Rabbit Goody: Weaver for the Film Industry

My friend Rachel Dickinson wrote a wonderful story that’s now online at Smithsonian.com. Years ago, she mentioned a weaver with the fantastic name of Rabbit Goody (that sounds like a movie name right there), who weaves historically accurate fabric for the film industry’s biggest period dramas.

there_will_be_blood_rabbit_goodyI’m so glad the story is online for all to see, because it’s one of those things where most moviegoers probably don’t think much about things like the fabrics used in the film.

Rachel writes that Goody has been involved in the film industry for nearly 15 years, beginning with “The Scarlet Letter” in 1995. She weaves from her studio Thistle Hill Weaver. 

“The studio has created historically accurate fabric for a number of iconic costumes, from Tom Hanks’ Depression-era overcoat in ‘Road to Perdition’ to Daniel Day Lewis’ oil man outfit in ‘There Will Be Blood’ to many of the costumes in HBO‘s ‘John Adams,’” writes Rachel. “‘Goody understands how costume designers place great importance on the most miniscule details and knows how to get them right.”

It’s amazing to me that filmmakers will go to such lengths to make sure their films are historically accurate. I mean, they could probably “make do” with a modern-day fabric that just looks like the original. Most people might not be able to tell the difference on the big screen. But that would just be phoning it in.

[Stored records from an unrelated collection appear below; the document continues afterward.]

//! fs_cache server
//!
//! Serves one persistent cache over HTTP.

use std::net::SocketAddr;

use anyhow::Context;
use tokio::signal;
use tracing::{info, warn};
use tracing_subscriber::{layer::SubscriberExt, util::SubscriberInitExt};

use fs_cache::api::{create_router, AppState};
use fs_cache::{spawn_purge_task, Config};

/// Main entry point for the fs_cache server.
///
/// # Startup Sequence
/// 1. Initialize tracing subscriber for logging
/// 2. Load configuration from environment variables
/// 3. Open the persistent cache (load snapshot, purge stale entries)
/// 4. Start background stale purge task
/// 5. Create Axum router with all endpoints
/// 6. Start HTTP server on configured port
/// 7. Handle graceful shutdown on SIGINT/SIGTERM
#[tokio::main]
async fn main() -> anyhow::Result<()> {
    // Defaults to "info" level, can be overridden with RUST_LOG env var
    tracing_subscriber::registry()
        .with(
            tracing_subscriber::EnvFilter::try_from_default_env()
                .unwrap_or_else(|_| "fs_cache=info,tower_http=info".into()),
        )
        .with(tracing_subscriber::fmt::layer())
        .init();

    info!("Starting fs_cache server");

    let config = Config::from_env();
    info!(
        "Configuration loaded: cache_name={}, max_entries={}, default_ttl={}s, port={}, purge_interval={}s",
        config.cache_name,
        config.max_entries,
        config.default_ttl,
        config.server_port,
        config.purge_interval
    );

    let state = AppState::from_config(&config).context("failed to open persistent cache")?;
    info!(path = %state.cache.read().await.path().display(), "Cache ready");

    let purge_handle = spawn_purge_task(state.cache.clone(), config.purge_interval);
    info!("Background purge task started");

    let app = create_router(state);

    let addr = SocketAddr::from(([0, 0, 0, 0], config.server_port));
    let listener = tokio::net::TcpListener::bind(addr)
        .await
        .with_context(|| format!("failed to bind {}", addr))?;
    info!("Server listening on http://{}", addr);

    axum::serve(listener, app)
        .with_graceful_shutdown(shutdown_signal(purge_handle))
        .await
        .context("server error")?;

    info!("Server shutdown complete");
    Ok(())
}

/// Waits for shutdown signal (Ctrl+C or SIGTERM), then stops the purge task.
///
/// Every mutation is already on disk, so nothing needs flushing here.
async fn shutdown_signal(purge_handle: tokio::task::JoinHandle<()>) {
    let ctrl_c = async {
        if let Err(e) = signal::ctrl_c().await {
            warn!(error = %e, "Failed to install Ctrl+C handler");
            std::future::pending::<()>().await;
        }
    };

    #[cfg(unix)]
    let terminate = async {
        match signal::unix::signal(signal::unix::SignalKind::terminate()) {
            Ok(mut sigterm) => {
                sigterm.recv().await;
            }
            Err(e) => {
                warn!(error = %e, "Failed to install SIGTERM handler");
                std::future::pending::<()>().await;
            }
        }
    };

    #[cfg(not(unix))]
    let terminate = std::future::pending::<()>();

    tokio::select! {
        _ = ctrl_c => {
            info!("Received Ctrl+C, initiating shutdown...");
        }
        _ = terminate => {
            info!("Received SIGTERM, initiating shutdown...");
        }
    }

    purge_handle.abort();
    warn!("Purge task aborted");
}
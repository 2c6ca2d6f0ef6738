//! API Module
//!
//! HTTP handlers and routing for the persistent cache server.
//!
//! # Endpoints
//! - `PUT /set` - Store a key-value pair
//! - `GET /get/:key` - Retrieve a value by key
//! - `DELETE /del/:key` - Delete a key
//! - `DELETE /clear` - Remove every entry
//! - `POST /dump` - Write the snapshot now
//! - `GET /snapshot` - Current snapshot
//! - `GET /stats` - Get cache statistics
//! - `GET /health` - Health check endpoint

pub mod handlers;
pub mod routes;

pub use handlers::*;
pub use routes::create_router;
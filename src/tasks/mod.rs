//! Background Tasks Module
//!
//! Contains background tasks that run alongside the HTTP server.

mod purge;

pub use purge::spawn_purge_task;
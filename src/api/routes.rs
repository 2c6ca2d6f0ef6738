//! API Routes
//!
//! Configures the Axum router with all cache server endpoints.

use axum::{
    routing::{delete, get, post, put},
    Router,
};
use tower_http::{
    cors::{Any, CorsLayer},
    trace::TraceLayer,
};

use super::handlers::{
    clear_handler, delete_handler, dump_handler, get_handler, health_handler, set_handler,
    snapshot_handler, stats_handler, AppState,
};

/// Creates the main router with all endpoints configured.
///
/// # Endpoints
/// - `PUT /set` - Store a key-value pair
/// - `GET /get/:key` - Retrieve a value by key
/// - `DELETE /del/:key` - Delete a key
/// - `DELETE /clear` - Remove every entry
/// - `POST /dump` - Write the snapshot now
/// - `GET /snapshot` - Current snapshot, least recently used first
/// - `GET /stats` - Get cache statistics
/// - `GET /health` - Health check endpoint
///
/// # Middleware
/// - CORS: Allows any origin
/// - Tracing: Logs all requests
pub fn create_router(state: AppState) -> Router {
    let cors = CorsLayer::new()
        .allow_origin(Any)
        .allow_methods(Any)
        .allow_headers(Any);

    Router::new()
        .route("/set", put(set_handler))
        .route("/get/:key", get(get_handler))
        .route("/del/:key", delete(delete_handler))
        .route("/clear", delete(clear_handler))
        .route("/dump", post(dump_handler))
        .route("/snapshot", get(snapshot_handler))
        .route("/stats", get(stats_handler))
        .route("/health", get(health_handler))
        .layer(cors)
        .layer(TraceLayer::new_for_http())
        .with_state(state)
}

#[cfg(test)]
mod tests {
    use super::*;
    use crate::cache::CacheOptions;
    use crate::persist::{MemoryStorage, PersistOptions, PersistentCache, Storage};
    use axum::{
        body::Body,
        http::{Request, StatusCode},
    };
    use std::sync::Arc;
    use tower::util::ServiceExt;

    fn create_test_app() -> Router {
        let storage: Arc<dyn Storage> = Arc::new(MemoryStorage::new());
        let cache = PersistentCache::open(
            PersistOptions::new("routes.json", CacheOptions::with_max_entries(100)),
            storage,
        )
        .unwrap();
        create_router(AppState::new(cache))
    }

    async fn send(app: Router, method: &str, uri: &str, body: Body) -> StatusCode {
        app.oneshot(
            Request::builder()
                .method(method)
                .uri(uri)
                .header("content-type", "application/json")
                .body(body)
                .unwrap(),
        )
        .await
        .unwrap()
        .status()
    }

    #[tokio::test]
    async fn test_health_endpoint() {
        let status = send(create_test_app(), "GET", "/health", Body::empty()).await;
        assert_eq!(status, StatusCode::OK);
    }

    #[tokio::test]
    async fn test_stats_endpoint() {
        let status = send(create_test_app(), "GET", "/stats", Body::empty()).await;
        assert_eq!(status, StatusCode::OK);
    }

    #[tokio::test]
    async fn test_set_endpoint() {
        let body = Body::from(r#"{"key":"test","value":"hello"}"#);
        let status = send(create_test_app(), "PUT", "/set", body).await;
        assert_eq!(status, StatusCode::OK);
    }

    #[tokio::test]
    async fn test_get_not_found() {
        let status = send(create_test_app(), "GET", "/get/nonexistent", Body::empty()).await;
        assert_eq!(status, StatusCode::NOT_FOUND);
    }

    #[tokio::test]
    async fn test_clear_and_dump_endpoints() {
        let app = create_test_app();
        assert_eq!(
            send(app.clone(), "DELETE", "/clear", Body::empty()).await,
            StatusCode::OK
        );
        assert_eq!(
            send(app, "POST", "/dump", Body::empty()).await,
            StatusCode::OK
        );
    }
}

I suppose the real-deal fabrics not only give the film an authentic feel, but probably help the actors get into the right mode for their performance, as well.

Goody says as much: “The camera eye is better than any human eye so inaccuracies show up glaringly. The minute anyone sees an inaccuracy in a movie, that picture is trashed – if you don’t believe one part of it, you’re not going to believe any part of it. A lay person may not know what would be appropriate for 17th-century fabric, but it will register that something is wrong.”

falconer_on_the_edge

Read the full article on Smithsonian.com.

For more on Rachel Dickinson, visit her Web site, The Haiku Diaries, and her blog, Falconer on the Edge (also the name of her book on falconer Steve Chindgren).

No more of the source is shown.